» **WORK INSTRUCTION**
Please reproduce the entries below exactly, starting at the first line and ending with the line that holds "let path = self.root.join(&image.file_name);".

[Items from a data source]
--*--

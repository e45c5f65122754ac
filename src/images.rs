// src/images.rs
use std::io;
use std::path::{Path, PathBuf};

use async_trait::async_trait;
use axum::body::Bytes;
use tokio::fs;

/// URL prefix under which stored images are served.
pub const PUBLIC_PREFIX: &str = "/uploads/";

/// The `image` field of a product form.
#[derive(Debug, Clone)]
pub struct UploadedImage {
    pub file_name: String,
    pub bytes: Bytes,
}

impl UploadedImage {
    pub fn new(file_name: impl Into<String>, bytes: impl Into<Bytes>) -> Self {
        Self {
            file_name: file_name.into(),
            bytes: bytes.into(),
        }
    }

    /// Browsers post an empty part when no file was chosen.
    pub fn is_empty(&self) -> bool {
        self.bytes.is_empty()
    }
}

#[async_trait]
pub trait ImageStore: Send + Sync {
    /// Stores the image and returns the URL templates should link to.
    async fn save(&self, image: &UploadedImage) -> io::Result<String>;
}

/// Writes images to `<root>/<original file name>`.
///
/// The original name is the storage key: a second upload with the same name
/// replaces the first, and concurrent uploads of one name race with the last
/// writer winning.
#[derive(Debug, Clone)]
pub struct LocalImageStore {
    root: PathBuf,
}

impl LocalImageStore {
    pub fn new(root: impl Into<PathBuf>) -> Self {
        Self { root: root.into() }
    }

    pub fn root(&self) -> &Path {
        &self.root
    }
}

#[async_trait]
impl ImageStore for LocalImageStore {
    async fn save(&self, image: &UploadedImage) -> io::Result<String> {
        let path = self.root.join(&image.file_name);
        if let Some(parent) = path.parent() {
            fs::create_dir_all(parent).await?;
        }
        fs::write(&path, &image.bytes).await?;

        Ok(format!("{PUBLIC_PREFIX}{}", image.file_name))
    }
}

#[cfg(test)]
pub struct FailingImageStore;

#[cfg(test)]
#[async_trait]
impl ImageStore for FailingImageStore {
    async fn save(&self, _image: &UploadedImage) -> io::Result<String> {
        Err(io::Error::new(io::ErrorKind::PermissionDenied, "read-only filesystem"))
    }
}
// src/handlers/product.rs
use axum::{
    extract::{Multipart, Path, Query, State},
    response::Response,
};
use serde::Deserialize;
use tracing::instrument;

use crate::dtos::product::ProductForm;
use crate::error::AppError;
use crate::images::UploadedImage;
use crate::state::AppState;

#[derive(Debug, Deserialize)]
pub struct ProductListParams {
    pub query: Option<String>,
}

/// Reads the multipart product form; unknown parts are ignored.
async fn read_product_form(
    mut multipart: Multipart,
) -> Result<(ProductForm, Option<UploadedImage>), AppError> {
    let mut form = ProductForm::default();
    let mut image = None;

    while let Some(field) = multipart.next_field().await? {
        let name = field.name().unwrap_or_default().to_string();
        match name.as_str() {
            "image" => {
                let file_name = field.file_name().unwrap_or_default().to_string();
                let bytes = field.bytes().await?;
                image = Some(UploadedImage::new(file_name, bytes));
            }
            "name" => form.name = field.text().await?,
            "description" => form.description = field.text().await?,
            "price" => form.price = field.text().await?,
            "category_id" => form.category_id = field.text().await?,
            "image_url" => form.image_url = Some(field.text().await?),
            _ => {}
        }
    }

    Ok((form, image))
}

// GET /products?query= - List or search products
#[instrument(skip(state))]
pub async fn list_products(
    State(state): State<AppState>,
    Query(params): Query<ProductListParams>,
) -> Result<Response, AppError> {
    let page = state.pages.list_products(params.query.as_deref()).await?;
    state.views.respond(page)
}

// GET /products/add - Blank add form
#[instrument(skip(state))]
pub async fn show_add_form(State(state): State<AppState>) -> Result<Response, AppError> {
    let page = state.pages.show_add_form().await?;
    state.views.respond(page)
}

// POST /products/add - Create product, optionally with an image
#[instrument(skip(state, multipart))]
pub async fn add_product(
    State(state): State<AppState>,
    multipart: Multipart,
) -> Result<Response, AppError> {
    let (form, image) = read_product_form(multipart).await?;
    let page = state.pages.add_product(form, image).await?;
    state.views.respond(page)
}

// GET /products/edit/{id} - Edit form for an existing product
#[instrument(skip(state))]
pub async fn show_edit_form(
    Path(id): Path<i64>,
    State(state): State<AppState>,
) -> Result<Response, AppError> {
    let page = state.pages.show_edit_form(id).await?;
    state.views.respond(page)
}

// POST /products/update/{id} - Replace product fields
#[instrument(skip(state, multipart))]
pub async fn update_product(
    Path(id): Path<i64>,
    State(state): State<AppState>,
    multipart: Multipart,
) -> Result<Response, AppError> {
    let (form, image) = read_product_form(multipart).await?;
    let page = state.pages.update_product(id, form, image).await?;
    state.views.respond(page)
}

// GET /products/delete/{id} - Delete product
#[instrument(skip(state))]
pub async fn delete_product(
    Path(id): Path<i64>,
    State(state): State<AppState>,
) -> Result<Response, AppError> {
    let page = state.pages.delete_product(id).await?;
    state.views.respond(page)
}
pub mod product_pages;
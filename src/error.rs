// src/error.rs
use axum::{
    extract::multipart::MultipartError,
    response::{IntoResponse, Response},
};
use http::StatusCode;

use crate::repositories::RepositoryError;
use crate::services::product_pages::PageError;

#[derive(Debug)]
pub enum AppError {
    DatabaseError(sqlx::Error),
    NotFound(String),
    Multipart(MultipartError),
    Internal(String),
}

impl AppError {
    pub fn not_found(msg: impl Into<String>) -> Self {
        AppError::NotFound(msg.into())
    }

    pub fn internal(msg: impl Into<String>) -> Self {
        AppError::Internal(msg.into())
    }

    pub fn db(err: sqlx::Error) -> Self {
        AppError::DatabaseError(err)
    }
}

impl IntoResponse for AppError {
    fn into_response(self) -> Response {
        let (status, error_message) = match self {
            AppError::DatabaseError(e) => {
                tracing::error!(error = %e, "Database error");
                (StatusCode::INTERNAL_SERVER_ERROR, "Database error occurred".to_string())
            }
            AppError::NotFound(msg) => (StatusCode::NOT_FOUND, msg),
            AppError::Multipart(e) => return e.into_response(),
            AppError::Internal(msg) => {
                tracing::error!(error = %msg, "Internal error");
                (StatusCode::INTERNAL_SERVER_ERROR, "Internal server error".to_string())
            }
        };

        (status, error_message).into_response()
    }
}

impl From<RepositoryError> for AppError {
    fn from(err: RepositoryError) -> Self {
        match err {
            RepositoryError::Database(e) => AppError::db(e),
        }
    }
}

impl From<PageError> for AppError {
    fn from(err: PageError) -> Self {
        match err {
            PageError::ProductNotFound(id) => AppError::not_found(format!("Invalid product id: {id}")),
            PageError::Repository(e) => e.into(),
        }
    }
}

impl From<MultipartError> for AppError {
    fn from(err: MultipartError) -> Self {
        AppError::Multipart(err)
    }
}

impl From<tera::Error> for AppError {
    fn from(err: tera::Error) -> Self {
        AppError::internal(format!("Template error: {err:?}"))
    }
}

#[cfg(test)]
mod tests {
    use super::*;

    #[test]
    fn missing_product_maps_to_404() {
        let response = AppError::from(PageError::ProductNotFound(42)).into_response();

        assert_eq!(response.status(), StatusCode::NOT_FOUND);
    }

    #[test]
    fn internal_details_are_not_exposed() {
        let response = AppError::internal("template exploded").into_response();

        assert_eq!(response.status(), StatusCode::INTERNAL_SERVER_ERROR);
    }

    #[test]
    fn database_errors_are_500() {
        let response = AppError::from(RepositoryError::Database(sqlx::Error::PoolTimedOut)).into_response();

        assert_eq!(response.status(), StatusCode::INTERNAL_SERVER_ERROR);
    }
}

--*--

» **WRITTEN RESPONSE**
repository e45c5f65122754ac
filename src/images.rs
// src/images.rs
use std::io;
use std::path::{Path, PathBuf};

use async_trait::async_trait;
use axum::body::Bytes;
use tokio::fs;

/// URL prefix under which stored images are served.
pub const PUBLIC_PREFIX: &str = "/uploads/";

/// The `image` field of a product form.
#[derive(Debug, Clone)]
pub struct UploadedImage {
    pub file_name: String,
    pub bytes: Bytes,
}

impl UploadedImage {
    pub fn new(file_name: impl Into<String>, bytes: impl Into<Bytes>) -> Self {
        Self {
            file_name: file_name.into(),
            bytes: bytes.into(),
        }
    }

    /// Browsers post an empty part when no file was chosen.
    pub fn is_empty(&self) -> bool {
        self.bytes.is_empty()
    }
}

#[async_trait]
pub trait ImageStore: Send + Sync {
    /// Stores the image and returns the URL templates should link to.
    async fn save(&self, image: &UploadedImage) -> io::Result<String>;
}

/// Writes images to `<root>/<original file name>`.
///
/// The original name is the storage key: a second upload with the same name
/// replaces the first, and concurrent uploads of one name race with the last
/// writer winning.
#[derive(Debug, Clone)]
pub struct LocalImageStore {
    root: PathBuf,
}

impl LocalImageStore {
    pub fn new(root: impl Into<PathBuf>) -> Self {
        Self { root: root.into() }
    }

    pub fn root(&self) -> &Path {
        &self.root
    }
}

#[async_trait]
impl ImageStore for LocalImageStore {
    async fn save(&self, image: &UploadedImage) -> io::Result<String> {
        let path = self.root.join(&image.file_name);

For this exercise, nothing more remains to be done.